A simple litmus test for any high-concept in this context is to ask "Would it work if it was launched as it's own series in this existing universe?" I can imagine a Mudd's Planet spin-off series focused on Harry's adventures working great. It would benefit creatively from being set in the Star Trek universe and could even strengthen the Trek-verse in occasional cross-over episodes. Now ask the same question about a musical sci-fi series. How much would it creatively gain versus what it loses from being limited to the Trek-verse? The benefit would mainly be brand recognition drawing Trek fans to early episodes but, by definition, it's so different it'll inevitably have to stand or fall on its own. How would a musical cross-over with a different Trek series even work? As someone who's never seen Lower Decks, I found the SNW / LD cross-over episode not only weak but disorienting. The problem wasn't animation, it was tonal divergence between two things that work apart but not together (a sign that Lower Decks probably didn't gain as much from being in the Trek-verse as it lost). Two inverse examples are the excellent movie Galaxy Quest and John Scalzi's outstanding novel Red Shirts. Both are obviously completely inspired by the Trek-verse, but not being Paramount licensed, they are based on "a generic long-running, beloved sci-fi TV series" and neither suffers for it. In fact, they each diverge from the Trek-verse in several ways that allow them to be even better in ways they couldn't have been if they were set in the Trek-verse.

That's why I'd rather see a new musical sci-fi series have the freedom of creating it's own universe that best serves its unique creative needs.


I'll add one other thought which just occurred to me: Most of the serious fans who like the "gimmick" episodes such as the musical and Lower Decks cross-over, like them because of the gimmick. Whether the specific reason is that it's so different, creative, fun, well-executed etc - it's still about the gimmick. While various gimmick episodes certainly have their fans, those episodes are not commonly found near the top of "Best Episodes Ever" lists.

Conversely, there are a quite a few creatively bold Trek episodes which branch significantly into different genres, yet don't go too far which are commonly found at the top of "Best Episode Ever" lists. For example, TOS episode "City on the Edge of Forever" is considered one of the greatest episodes of not just Trek but any sci-fi show - and it's a 1930s noir detective story!
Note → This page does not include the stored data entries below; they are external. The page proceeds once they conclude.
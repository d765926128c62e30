//! Scan orchestration: one walker, a pool of workers, one barrier.

use std::sync::Arc;
use std::time::Instant;

use tokio::sync::broadcast;
use tracing::{debug, info, warn};

use wordstat_core::{ScanConfig, ScanError, ScanReport, ScanStats};

use crate::aggregate::Aggregator;
use crate::progress::{ProgressReporter, ScanProgress};
use crate::queue::WorkQueue;
use crate::reader::{ContentReader, FsReader};
use crate::walker::DirectoryWalker;
use crate::worker::{WorkerContext, WorkerPool};

/// Runs a complete walk-and-count over one root.
///
/// Each call to [`scan`](Self::scan) is an independent run with its own
/// queue, aggregator and threads.
pub struct Scanner {
    progress_tx: broadcast::Sender<ScanProgress>,
    reader: Arc<dyn ContentReader>,
}

impl Scanner {
    /// Create a scanner reading from the local filesystem.
    pub fn new() -> Self {
        Self::with_reader(FsReader)
    }

    /// Create a scanner that opens files through `reader`.
    pub fn with_reader(reader: impl ContentReader + 'static) -> Self {
        let (progress_tx, _) = broadcast::channel(100);
        Self {
            progress_tx,
            reader: Arc::new(reader),
        }
    }

    /// Subscribe to scan progress updates.
    pub fn subscribe(&self) -> broadcast::Receiver<ScanProgress> {
        self.progress_tx.subscribe()
    }

    /// Scan `config.root` and return the aggregated report.
    ///
    /// Blocks the calling thread until every worker has exited.
    pub fn scan(&self, config: &ScanConfig) -> Result<ScanReport, ScanError> {
        let start = Instant::now();
        let root = config.root.clone();

        // A missing root is reported before any thread starts.
        std::fs::metadata(&root).map_err(|e| ScanError::io(&root, e))?;

        let config = Arc::new(config.clone());
        let queue = Arc::new(WorkQueue::new());
        let aggregator = Arc::new(Aggregator::new());
        let progress = ProgressReporter::new(self.progress_tx.clone(), start);

        let walker = DirectoryWalker::new(
            Arc::clone(&config),
            Arc::clone(&queue),
            Arc::clone(&aggregator),
        )?;

        let context = WorkerContext {
            queue: Arc::clone(&queue),
            aggregator: Arc::clone(&aggregator),
            reader: Arc::clone(&self.reader),
            progress: progress.clone(),
            max_retries: config.max_retries,
        };
        let pool = match WorkerPool::spawn(config.worker_count(), context) {
            Ok(pool) => pool,
            Err(err) => {
                // Lets any worker that did start drain and exit.
                queue.mark_traversal_complete();
                return Err(err);
            }
        };
        info!(
            root = %root.display(),
            workers = pool.len(),
            "Starting scan"
        );
        let barrier = pool.completion();

        let walker = match walker.spawn() {
            Ok(handle) => handle,
            Err(err) => {
                queue.mark_traversal_complete();
                barrier.wait()?;
                return Err(err);
            }
        };

        let summaries = barrier.wait()?;
        let walk = walker
            .join()
            .map_err(|_| ScanError::interrupted("walker panicked"))?;

        let lines = summaries.iter().map(|s| s.lines_read).sum();
        let failures: Vec<_> = summaries.into_iter().flat_map(|s| s.failures).collect();
        for failure in &failures {
            warn!(path = %failure.path.display(), "File could not be read");
        }
        debug!(
            dequeued = queue.stats().throughput(),
            requeued = queue.stats().requeue_count(),
            "Work queue drained"
        );

        let stats = ScanStats {
            files: aggregator.files_enqueued(),
            lines,
            bytes: aggregator.bytes_read(),
            retries: aggregator.retries(),
            distinct_tokens: aggregator.distinct_tokens() as u64,
            elapsed: start.elapsed(),
        };
        progress.publish(&aggregator, &root);

        info!(
            files = stats.files,
            lines = stats.lines,
            elapsed_ms = stats.elapsed_ms() as u64,
            failures = failures.len(),
            "Scan complete"
        );

        Ok(ScanReport::new(
            root,
            stats,
            aggregator.ranking(),
            failures,
            walk.warnings,
        ))
    }
}

impl Default for Scanner {
    fn default() -> Self {
        Self::new()
    }
}

#[cfg(test)]
mod tests {
    use super::*;
    use std::fs;
    use tempfile::TempDir;

    fn create_test_tree() -> TempDir {
        let temp = TempDir::new().unwrap();
        let root = temp.path();

        fs::create_dir(root.join("dir1")).unwrap();
        fs::create_dir(root.join("dir1/subdir")).unwrap();

        fs::write(root.join("a.py"), "def main\n    return value\n").unwrap();
        fs::write(root.join("dir1/b.java"), "class Main\npublic static void main\n").unwrap();
        fs::write(root.join("dir1/subdir/c.c"), "int main\n").unwrap();
        fs::write(root.join("dir1/notes.txt"), "main main main main\n").unwrap();

        temp
    }

    #[test]
    fn test_basic_scan() {
        let temp = create_test_tree();
        let report = Scanner::new().scan(&ScanConfig::new(temp.path())).unwrap();

        assert_eq!(report.stats.files, 3);
        assert_eq!(report.stats.lines, 5);
        assert_eq!(report.count_of("main"), Some(3));
        assert_eq!(report.ranking[0].token, "main");
        assert!(report.failures.is_empty());
    }

    #[test]
    fn test_ignore_patterns() {
        let temp = create_test_tree();
        let config = ScanConfig::builder()
            .root(temp.path())
            .ignore_patterns(vec!["dir1".to_string()])
            .build()
            .unwrap();

        let report = Scanner::new().scan(&config).unwrap();

        assert_eq!(report.stats.files, 1);
        assert_eq!(report.count_of("class"), None);
    }

    #[test]
    fn test_scanner_is_reusable() {
        let temp = create_test_tree();
        let scanner = Scanner::new();
        let config = ScanConfig::new(temp.path());

        let first = scanner.scan(&config).unwrap();
        let second = scanner.scan(&config).unwrap();

        assert_eq!(first.stats.files, second.stats.files);
        assert_eq!(first.ranking, second.ranking);
    }
}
Yet when you read descriptions of it, it's not described as "that noir detective episode", it's more "the amazing Star Trek story Harlan Ellison wrote." It's not remembered for the gimmick, it's revered for the story. Similarly, TNG episode "Inner Light" is an adult drama that could easily be a non-sci-fi fantasy movie starring Tom Hanks - yet is ranked in the top five TNG episodes of all time. The key difference is they are great episodes with gimmicks, not episodes with great gimmicks.
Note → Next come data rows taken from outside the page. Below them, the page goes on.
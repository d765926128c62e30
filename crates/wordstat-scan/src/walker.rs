//! Single-threaded producer that streams matching files into the work queue.

use std::path::{Path, PathBuf};
use std::sync::{Arc, Mutex, PoisonError};
use std::thread::{self, JoinHandle};

use globset::GlobSet;
use jwalk::{Parallelism, WalkDir};
use tracing::{debug, error, trace, warn};

use wordstat_core::{FileTask, ScanConfig, ScanError, ScanWarning};

use crate::aggregate::Aggregator;
use crate::inode::VisitedDirs;
use crate::queue::WorkQueue;

/// What the walker found.
#[derive(Debug, Default)]
pub struct WalkSummary {
    /// Files pushed onto the queue.
    pub files_found: u64,
    /// Directories entered (including the root).
    pub dirs_visited: u64,
    /// Non-fatal traversal problems.
    pub warnings: Vec<ScanWarning>,
}

/// Raises the traversal-complete signal when dropped, even on unwind.
struct TraversalGuard<'a>(&'a WorkQueue);

impl Drop for TraversalGuard<'_> {
    fn drop(&mut self) {
        self.0.mark_traversal_complete();
    }
}

/// Recursively discovers files under the configured root.
pub struct DirectoryWalker {
    config: Arc<ScanConfig>,
    queue: Arc<WorkQueue>,
    aggregator: Arc<Aggregator>,
    ignore: GlobSet,
}

impl DirectoryWalker {
    /// Create a walker feeding `queue`.
    pub fn new(
        config: Arc<ScanConfig>,
        queue: Arc<WorkQueue>,
        aggregator: Arc<Aggregator>,
    ) -> Result<Self, ScanError> {
        let ignore = config.ignore_set()?;
        Ok(Self {
            config,
            queue,
            aggregator,
            ignore,
        })
    }

    /// Run the walk on its own thread.
    pub fn spawn(self) -> Result<JoinHandle<WalkSummary>, ScanError> {
        thread::Builder::new()
            .name("wordstat-walker".into())
            .spawn(move || self.run())
            .map_err(|source| ScanError::Spawn {
                name: "walker".into(),
                source,
            })
    }

    /// Walk the tree on the current thread.
    ///
    /// The traversal-complete signal is raised exactly once when this
    /// returns, whatever the outcome.
    pub fn run(self) -> WalkSummary {
        let _complete = TraversalGuard(&self.queue);
        let mut summary = WalkSummary::default();
        let root = self.config.root.clone();

        let metadata = match std::fs::metadata(&root) {
            Ok(m) => m,
            Err(err) => {
                error!(path = %root.display(), error = %err, "Scan root is not accessible");
                summary.warnings.push(ScanWarning::walk_error(&root, &err));
                return summary;
            }
        };

        if metadata.is_file() {
            // An explicitly named file is scanned regardless of its extension.
            self.enqueue(root, &mut summary);
        } else if metadata.is_dir() {
            self.walk_dir(&root, &mut summary);
        } else {
            warn!(path = %root.display(), "Scan root is neither a file nor a directory");
        }

        debug!(
            files = summary.files_found,
            dirs = summary.dirs_visited,
            warnings = summary.warnings.len(),
            "Traversal complete"
        );
        summary
    }

    fn walk_dir(&self, root: &Path, summary: &mut WalkSummary) {
        let visited = Arc::new(VisitedDirs::new());
        let loops = Arc::new(Mutex::new(Vec::new()));
        if self.config.follow_symlinks {
            visited.visit_path(root);
        }

        let walker = WalkDir::new(root)
            .parallelism(Parallelism::Serial)
            .sort(true)
            .skip_hidden(false)
            .follow_links(self.config.follow_symlinks)
            .min_depth(0)
            .max_depth(self.config.max_depth.map(|d| d as usize).unwrap_or(usize::MAX))
            .process_read_dir({
                let ignore = self.ignore.clone();
                let config = Arc::clone(&self.config);
                let visited = Arc::clone(&visited);
                let loops = Arc::clone(&loops);
                move |depth, _path, _state, children| {
                    // The root arrives alone in a batch without a depth; it is
                    // always walked, whatever its name.
                    if depth.is_none() {
                        return;
                    }
                    children.retain(|child| match child {
                        Ok(entry) => {
                            !ignore.is_match(&entry.file_name)
                                && !config.should_skip_hidden(&entry.file_name.to_string_lossy())
                        }
                        Err(_) => true,
                    });
                    if !config.follow_symlinks {
                        return;
                    }
                    for entry in children.iter_mut().flatten() {
                        if entry.file_type.is_dir() && !visited.visit_path(&entry.path()) {
                            entry.read_children_path = None;
                            loops
                                .lock()
                                .unwrap_or_else(PoisonError::into_inner)
                                .push(entry.path());
                        }
                    }
                }
            });

        for entry_result in walker {
            let entry = match entry_result {
                Ok(e) => e,
                Err(err) => {
                    let path = err.path().map(|p| p.to_path_buf()).unwrap_or_default();
                    if err.loop_ancestor().is_some() {
                        debug!(path = %path.display(), "Skipped link back to an ancestor");
                        summary.warnings.push(ScanWarning::symlink_loop(path));
                    } else {
                        warn!(path = %path.display(), error = %err, "Failed to read directory entry");
                        summary.warnings.push(ScanWarning::walk_error(path, &err));
                    }
                    continue;
                }
            };

            let file_type = entry.file_type();
            if file_type.is_dir() {
                summary.dirs_visited += 1;
            } else if file_type.is_file() {
                let path = entry.path();
                if self.config.accepts_file(&path) {
                    self.enqueue(path, summary);
                } else {
                    trace!(path = %path.display(), "Skipping file with unaccepted extension");
                }
            }
        }

        let loops: Vec<PathBuf> =
            std::mem::take(&mut *loops.lock().unwrap_or_else(PoisonError::into_inner));
        for path in loops {
            debug!(path = %path.display(), "Skipped already visited directory");
            summary.warnings.push(ScanWarning::symlink_loop(path));
        }
    }

    fn enqueue(&self, path: PathBuf, summary: &mut WalkSummary) {
        self.aggregator.adjust_file_count(1);
        match self.queue.push(FileTask::new(path)) {
            Ok(()) => summary.files_found += 1,
            Err(closed) => {
                self.aggregator.adjust_file_count(-1);
                warn!(path = %closed.0.path.display(), "Work queue closed before file was queued");
            }
        }
    }
}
I agree about the difference between "great episodes with gimmicks" and "episodes with great gimmicks" and I'd put the SNW musical episode into the latter - it was them having fun with the whole premise and probably shouldn't be considered canon.

Personally, I enjoy it when writers/producers try out an experiment and have particular episodes that don't really fit in with the themes and expectations of the series as a whole, but they do tend to polarise people.

The classic example that I think of with regards to musical episodes is the Buffy The Vampire Slayer epsiode "Once More, With Feeling". Joss Whedon had been experimenting with different concepts, such as "Hush" (the opposite of a musical episode) and "The Body" (stunning piece of television in my view), so throwing in a musical episode wasn't completely unexpected, but that particular episode pushed forwards and resolving some major plot points with characters revealing deep secrets.

(It's interesting that the three Buffy episodes I mentioned are considered the best episodes despite them having dramatically different styles).


> For example, Andor is unique in being a spin-off that is actually very good but I'd argue none of the things that make it so good require being set in the Star Wars universe

Yes, exactly. Andor could easily have been a story of French Resistance against Nazi Germany during WW2

Star Wars is definitely at its best when it is not just being Star Wars

Same with Marvel, but that's another discussion


Well George Lucas did borrow a lot of stuff from samurai films (The Hidden Fortress being the main one), so that is a return to its roots. Personally, I think that Firefly did the cowboys in space a lot better, but maybe that's due to better writing. I did enjoy the Mandalorian, but it's a bit too shallow.

The concept in Mando is pretty much a direct rip of Lone Wolf and Cub, so I think it's really doing "Samurai in Space" more than "Cowboys"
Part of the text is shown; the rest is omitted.